The fossil energy expended during production alone, he concluded, easily outweighs the consumable energy in the end product. As a result, Patzek believes that those who think using the "green" fuel will reduce fossil fuel consumption are deluding themselves -- and the federal government's practice of subsidizing ethanol by offering tax exemptions to oil refiners who buy it is a waste of money. "People tend to think of ethanol and see an endless cycle: corn is used to produce ethanol, ethanol is burned and gives off carbon dioxide, and corn uses the carbon dioxide as it grows," he said. "But that isn't the case. Fossil fuel actually drives the whole cycle." Patzek's investigation into the energy dynamics of ethanol production began two years ago, when he had the students in his Berkeley freshman seminar calculate the fuel's energy balance as a class exercise. Once the class took into account little-considered inputs like fossil fuels and other energy sources used to extrude alcohol from corn, produce fertilizers and insecticides, transport crops and dispose of wastewater, they determined that ethanol contains 65 percent less usable energy than is consumed in the process of making it. Surprised at the results, Patzek began an exhaustive analysis of his own -- one that painted an even bleaker picture of the ethanol industry's long- term sustainability. "Taking grain apart, fermenting it, distilling it and extruding it uses a lot of fossil energy," he said. "We are grasping at the solution that is by far the least efficient."Even though Patzek's research was published in a peer-reviewed journal, There are scientists who disagree.

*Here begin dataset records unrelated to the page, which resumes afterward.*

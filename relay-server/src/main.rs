//! relay-server binary entry point.
//!
//! Usage:
//! ```bash
//! relay-server --config relay.toml
//! relay-server --bind 127.0.0.1:8080
//! ```

use anyhow::{Context, Result};
use clap::Parser;
use std::path::PathBuf;
use std::sync::Arc;
use zerok_relay_server::config::Config;
use zerok_relay_server::http::health;
use zerok_relay_server::server::RelayServer;

/// Zero-knowledge file relay server.
#[derive(Parser, Debug)]
#[command(name = "relay-server")]
#[command(version, about, long_about = None)]
struct Cli {
    /// Path to a TOML configuration file
    #[arg(long, short)]
    config: Option<PathBuf>,

    /// Address to listen on (overrides server.bind_address)
    #[arg(long)]
    bind: Option<String>,
}

#[tokio::main]
async fn main() -> Result<()> {
    tracing_subscriber::fmt()
        .with_env_filter(
            tracing_subscriber::EnvFilter::try_from_default_env()
                .unwrap_or_else(|_| "info".into()),
        )
        .init();

    let cli = Cli::parse();

    let mut config = Config::load(cli.config.as_deref())?;
    if let Some(bind) = cli.bind {
        config.server.bind_address = bind;
    }

    health::init_start_time();

    let relay = Arc::new(RelayServer::new(config));
    let listener = relay
        .bind()
        .await
        .with_context(|| format!("Failed to bind {}", relay.config().server.bind_address))?;
    tracing::info!(
        "relay-server v{} listening on {}",
        env!("CARGO_PKG_VERSION"),
        listener.local_addr()?
    );

    let signal_relay = relay.clone();
    tokio::spawn(async move {
        match tokio::signal::ctrl_c().await {
            Ok(()) => signal_relay.shutdown(),
            Err(e) => tracing::error!("Failed to listen for Ctrl+C: {}", e),
        }
    });

    relay.serve(listener).await.context("Server error")?;

    tracing::info!("Shutdown complete");
    Ok(())
}
//! SHA-256 hashing of file contents.

use std::io;
use std::path::Path;

use sha2::{Digest, Sha256};
use tokio::io::{AsyncRead, AsyncReadExt};

/// Size of a plaintext hash in bytes.
pub const HASH_SIZE: usize = 32;

/// A SHA-256 digest.
pub type FileHash = [u8; HASH_SIZE];

const READ_BUF: usize = 64 * 1024;

/// Hash an in-memory buffer.
pub fn hash_bytes(data: &[u8]) -> FileHash {
    Sha256::digest(data).into()
}

/// Hash everything `reader` yields until end of input.
///
/// Returns the digest and the number of bytes consumed.
pub async fn hash_reader<R: AsyncRead + Unpin>(mut reader: R) -> io::Result<(FileHash, u64)> {
    let mut hasher = Sha256::new();
    let mut buf = vec![0u8; READ_BUF];
    let mut total = 0u64;

    loop {
        let n = reader.read(&mut buf).await?;
        if n == 0 {
            break;
        }
        hasher.update(&buf[..n]);
        total += n as u64;
    }

    Ok((hasher.finalize().into(), total))
}

/// Hash a file on disk in one streaming pass.
pub async fn hash_file(path: impl AsRef<Path>) -> io::Result<(FileHash, u64)> {
    let file = tokio::fs::File::open(path).await?;
    hash_reader(file).await
}

#[cfg(test)]
mod tests {
    use super::*;

    // sha256("hello")
    const HELLO: &str = "2cf24dba5fb0a30e26e83b2ac5b9e29e1b161e5c1fa7425e73043362938b9824";

    fn hex(hash: &FileHash) -> String {
        hash.iter().map(|b| format!("{b:02x}")).collect()
    }

    #[test]
    fn known_digest() {
        assert_eq!(hex(&hash_bytes(b"hello")), HELLO);
    }

    #[tokio::test]
    async fn reader_matches_one_shot() {
        let data: Vec<u8> = (0..200_000u32).map(|i| (i % 256) as u8).collect();
        let (hash, len) = hash_reader(data.as_slice()).await.unwrap();

        assert_eq!(hash, hash_bytes(&data));
        assert_eq!(len, data.len() as u64);
    }

    #[tokio::test]
    async fn empty_input() {
        let (hash, len) = hash_reader(&b""[..]).await.unwrap();
        assert_eq!(len, 0);
        assert_eq!(hash, hash_bytes(b""));
    }

    #[tokio::test]
    async fn missing_file_is_io_error() {
        let err = hash_file("/definitely/not/here").await.unwrap_err();
        assert_eq!(err.kind(), io::ErrorKind::NotFound);
    }
}
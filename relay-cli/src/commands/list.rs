//! List files held by the relay.

use anyhow::{Context, Result};
use relay_client::{FileMetadata, RelayClient};

/// Run the list command.
pub async fn run(client: &RelayClient) -> Result<()> {
    let mut files = client
        .list_files()
        .await
        .context("Failed to list files")?;
    tracing::debug!("Relay holds {} files", files.len());

    if files.is_empty() {
        println!("No files on relay.");
        return Ok(());
    }

    files.sort_by_key(|f| f.uploaded);
    println!("{:<36}  {:>12}  {:>9}  NAME", "ID", "SIZE", "DOWNLOADS");
    for file in &files {
        println!("{}", format_row(file));
    }
    Ok(())
}

fn format_row(file: &FileMetadata) -> String {
    let id = file.id.map(|id| id.to_string()).unwrap_or_default();
    format!(
        "{:<36}  {:>12}  {:>9}  {}",
        id, file.size, file.downloads, file.name
    )
}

David Morris, an economist and vice president of the Minneapolis-based Institute for Local Self-Reliance, has attacked the Berkeley professor's analysis because he says it is based on farming and production practices that are rapidly becoming obsolete..... Hosein Shapouri, an economist at the U.S. Department of Agriculture, has also cracked down on Patzek's energy calculations. "It's true that the original ethanol plants in the 1970s went bankrupt. But Patzek doesn't consider the impact new, more efficient production technologies have had on the ethanol industry," he said.But there are also others who agree:
Cornell University ecology Professor David Pimentel, however, sides with Patzek, calling production of ethanol "subsidized food burning." "The USDA isn't looking at factors like the energy it takes to maintain farm machinery and irrigate fields in their analysis," he said, adding that the agency's ethanol report contains overly optimistic assumptions about the efficiency of farming practices. "The bottom line is that we're using far more energy in making ethanol than we're getting out."